L’Antabuse® est-il un médicament utile et « sûr » ?

L’Antabuse® modifie la destruction – le métabolisme – de l’alcool par le foie, aboutissant à l'accumulation d’une molécule intermédiaire de ce métabolisme, à savoir « l’acétaldéhyde ».
 
L’accumulation d’acétaldéhyde va provoquer des effets secondaires tels qu’une rougeur de la face, une modification de la tension artérielle, des palpitations, des nausées. Dans des cas exceptionnels, l’excès d’acétaldéhyde peut mener à des malaises plus graves, voire à un décès. Ces effets secondaires ne surviennent que lors de la prise de boisson, même parfois après des quantités minimes de boisson ou d’alcool dans une préparation culinaire.
 
« L’effet Antabuse® » ne se déclenche pas chez toutes les personnes sous traitement. Une personne peut paraitre « résistante » à l’Antabuse® et plus tard, de façon non prévisible, buvant sous Antabuse®, en être victime.
 
Un traitement par Antabuse® ne sera prescrit qu’après avoir expliqué ces effets de façon minutieuse au patient.
 
Le traitement par Antabuse® est basé sur la dissuasion et non sur la réduction de l’envie de boire. C’est comme un « gendarme interne » accepté par le patient dûment éclairé. Le médicament convient à des personnes non-impulsives capables dès lors de ne pas boire ce jour-là parce qu’elles sont bien conscientes du risque encouru. L’Antabuse® ne convient donc pas aux personnes impulsives.
 
Si vraiment la personne veut reboire, il s’agira d’arrêter l’Antabuse® pendant 48 à 72 heures avant de reboire, si ce choix est fait. Avant de commencer un traitement par Antabuse®, il faut être abstinent depuis 48 à 72 heures.
 
L’Antabuse®, compte tenu de tout ceci, peut se révéler un médicament précieux pour tenir le cap de l’abstinence. Les implants d’Antabuse® n’existent plus depuis bien longtemps ; sont prescrits les comprimés, avec prise quotidienne.

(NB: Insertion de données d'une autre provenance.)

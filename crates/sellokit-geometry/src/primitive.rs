//! Geometric primitives recognized in vector markup.
//!
//! Each primitive knows its own axis-aligned bounds, computed analytically
//! from its attributes. Element transforms are never consulted.

use crate::bbox::Extent;
use crate::path_data::{parse_number_list, PathData};
use lyon::geom::{point, Point};
use serde::{Deserialize, Serialize};
use std::fmt;

/// Element types that contribute geometry
#[derive(Debug, Clone, Copy, PartialEq, Eq, Hash, Serialize, Deserialize)]
#[serde(rename_all = "lowercase")]
pub enum PrimitiveKind {
    Path,
    Rect,
    Circle,
    Ellipse,
    Line,
    Polyline,
    Polygon,
}

impl PrimitiveKind {
    pub const ALL: [PrimitiveKind; 7] = [
        Self::Path,
        Self::Rect,
        Self::Circle,
        Self::Ellipse,
        Self::Line,
        Self::Polyline,
        Self::Polygon,
    ];

    pub fn from_tag(tag: &str) -> Option<Self> {
        match tag {
            "path" => Some(Self::Path),
            "rect" => Some(Self::Rect),
            "circle" => Some(Self::Circle),
            "ellipse" => Some(Self::Ellipse),
            "line" => Some(Self::Line),
            "polyline" => Some(Self::Polyline),
            "polygon" => Some(Self::Polygon),
            _ => None,
        }
    }

    pub fn tag(&self) -> &'static str {
        match self {
            Self::Path => "path",
            Self::Rect => "rect",
            Self::Circle => "circle",
            Self::Ellipse => "ellipse",
            Self::Line => "line",
            Self::Polyline => "polyline",
            Self::Polygon => "polygon",
        }
    }
}

impl fmt::Display for PrimitiveKind {
    fn fmt(&self, f: &mut fmt::Formatter<'_>) -> fmt::Result {
        f.write_str(self.tag())
    }
}

/// A measurable shape
#[derive(Debug, Clone, PartialEq)]
pub enum Primitive {
    Path(PathData),
    Rect {
        x: f64,
        y: f64,
        width: f64,
        height: f64,
    },
    Circle {
        cx: f64,
        cy: f64,
        r: f64,
    },
    Ellipse {
        cx: f64,
        cy: f64,
        rx: f64,
        ry: f64,
    },
    Line {
        x1: f64,
        y1: f64,
        x2: f64,
        y2: f64,
    },
    Polyline(Vec<Point<f64>>),
    Polygon(Vec<Point<f64>>),
}

impl Primitive {
    /// Build a primitive from an element's tag and attribute lookup.
    ///
    /// Returns `None` for unrecognized tags and for shapes that render
    /// nothing (non-positive sizes, no points, no path segments).
    pub fn from_attributes<'a, F>(kind: PrimitiveKind, attr: F) -> Option<Self>
    where
        F: Fn(&str) -> Option<&'a str>,
    {
        let length = |name: &str| attr(name).and_then(parse_length).unwrap_or(0.0);

        match kind {
            PrimitiveKind::Path => {
                let data = PathData::parse(attr("d")?);
                if !data.complete {
                    tracing::warn!(
                        segments = data.segments.len(),
                        "Path data contains an error, measuring the part before it"
                    );
                }
                (!data.is_empty()).then_some(Self::Path(data))
            }
            PrimitiveKind::Rect => {
                let (width, height) = (length("width"), length("height"));
                (width > 0.0 && height > 0.0).then(|| Self::Rect {
                    x: length("x"),
                    y: length("y"),
                    width,
                    height,
                })
            }
            PrimitiveKind::Circle => {
                let r = length("r");
                (r > 0.0).then(|| Self::Circle {
                    cx: length("cx"),
                    cy: length("cy"),
                    r,
                })
            }
            PrimitiveKind::Ellipse => {
                let (rx, ry) = (length("rx"), length("ry"));
                (rx > 0.0 && ry > 0.0).then(|| Self::Ellipse {
                    cx: length("cx"),
                    cy: length("cy"),
                    rx,
                    ry,
                })
            }
            PrimitiveKind::Line => Some(Self::Line {
                x1: length("x1"),
                y1: length("y1"),
                x2: length("x2"),
                y2: length("y2"),
            }),
            PrimitiveKind::Polyline | PrimitiveKind::Polygon => {
                let points = parse_points(attr("points")?);
                if points.is_empty() {
                    return None;
                }
                Some(if kind == PrimitiveKind::Polyline {
                    Self::Polyline(points)
                } else {
                    Self::Polygon(points)
                })
            }
        }
    }

    pub fn kind(&self) -> PrimitiveKind {
        match self {
            Self::Path(_) => PrimitiveKind::Path,
            Self::Rect { .. } => PrimitiveKind::Rect,
            Self::Circle { .. } => PrimitiveKind::Circle,
            Self::Ellipse { .. } => PrimitiveKind::Ellipse,
            Self::Line { .. } => PrimitiveKind::Line,
            Self::Polyline(_) => PrimitiveKind::Polyline,
            Self::Polygon(_) => PrimitiveKind::Polygon,
        }
    }

    /// Own-geometry bounds, ignoring any transform
    pub fn extent(&self) -> Extent {
        let mut extent = Extent::empty();
        match self {
            Self::Path(data) => {
                for segment in &data.segments {
                    extent.include_box(&segment.bounding_box());
                }
            }
            Self::Rect {
                x,
                y,
                width,
                height,
            } => {
                extent.include_point(*x, *y);
                extent.include_point(x + width, y + height);
            }
            Self::Circle { cx, cy, r } => {
                extent.include_point(cx - r, cy - r);
                extent.include_point(cx + r, cy + r);
            }
            Self::Ellipse { cx, cy, rx, ry } => {
                extent.include_point(cx - rx, cy - ry);
                extent.include_point(cx + rx, cy + ry);
            }
            Self::Line { x1, y1, x2, y2 } => {
                extent.include_point(*x1, *y1);
                extent.include_point(*x2, *y2);
            }
            Self::Polyline(points) | Self::Polygon(points) => {
                for p in points {
                    extent.include_point(p.x, p.y);
                }
            }
        }
        extent
    }
}

/// User units per absolute CSS unit, at 96 user units to the inch
const ABSOLUTE_UNITS: [(&str, f64); 6] = [
    ("px", 1.0),
    ("in", 96.0),
    ("cm", 96.0 / 2.54),
    ("mm", 96.0 / 25.4),
    ("pt", 4.0 / 3.0),
    ("pc", 16.0),
];

/// Parse a length attribute into user units.
///
/// Accepts a plain number or one suffixed with an absolute CSS unit.
/// Relative lengths (`%`, `em`) have no meaning without a viewport and
/// yield `None`.
pub fn parse_length(raw: &str) -> Option<f64> {
    let trimmed = raw.trim();
    let (number, factor) = ABSOLUTE_UNITS
        .iter()
        .find_map(|(unit, factor)| trimmed.strip_suffix(*unit).map(|n| (n, *factor)))
        .unwrap_or((trimmed, 1.0));
    number
        .trim_end()
        .parse::<f64>()
        .ok()
        .map(|v| v * factor)
        .filter(|v| v.is_finite())
}

/// Coordinate pairs of a `points` attribute; a trailing odd coordinate is dropped
fn parse_points(raw: &str) -> Vec<Point<f64>> {
    parse_number_list(raw)
        .chunks_exact(2)
        .map(|pair| point(pair[0], pair[1]))
        .collect()
}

L’Antabuse® a-t-il des effets secondaires « médicamenteux » : il faut une surveillance par l’ophtalmologue (risque de névrite optique) ; il y a un risque d’aggravation d’une polynévrite et un risque pour le foie (les tests hépatiques sont donc à surveiller). On peut réduire l’incidence des effets secondaires en réduisant les doses d’Antabuse® prescrites. En effet, ½ comprimé par jour, voire ¼ de comprimé par jour, déclencheront « l’effet-Antabuse® » le plus souvent autant que 1 comprimé par jour, tout en réduisant l’incidence des effets secondaires « médicamenteux ».
 
En conclusion, l’Antabuse® garde de bonnes indications et, chez certaines personnes, peut s’avérer être une aide précieuse au maintien de l’abstinence.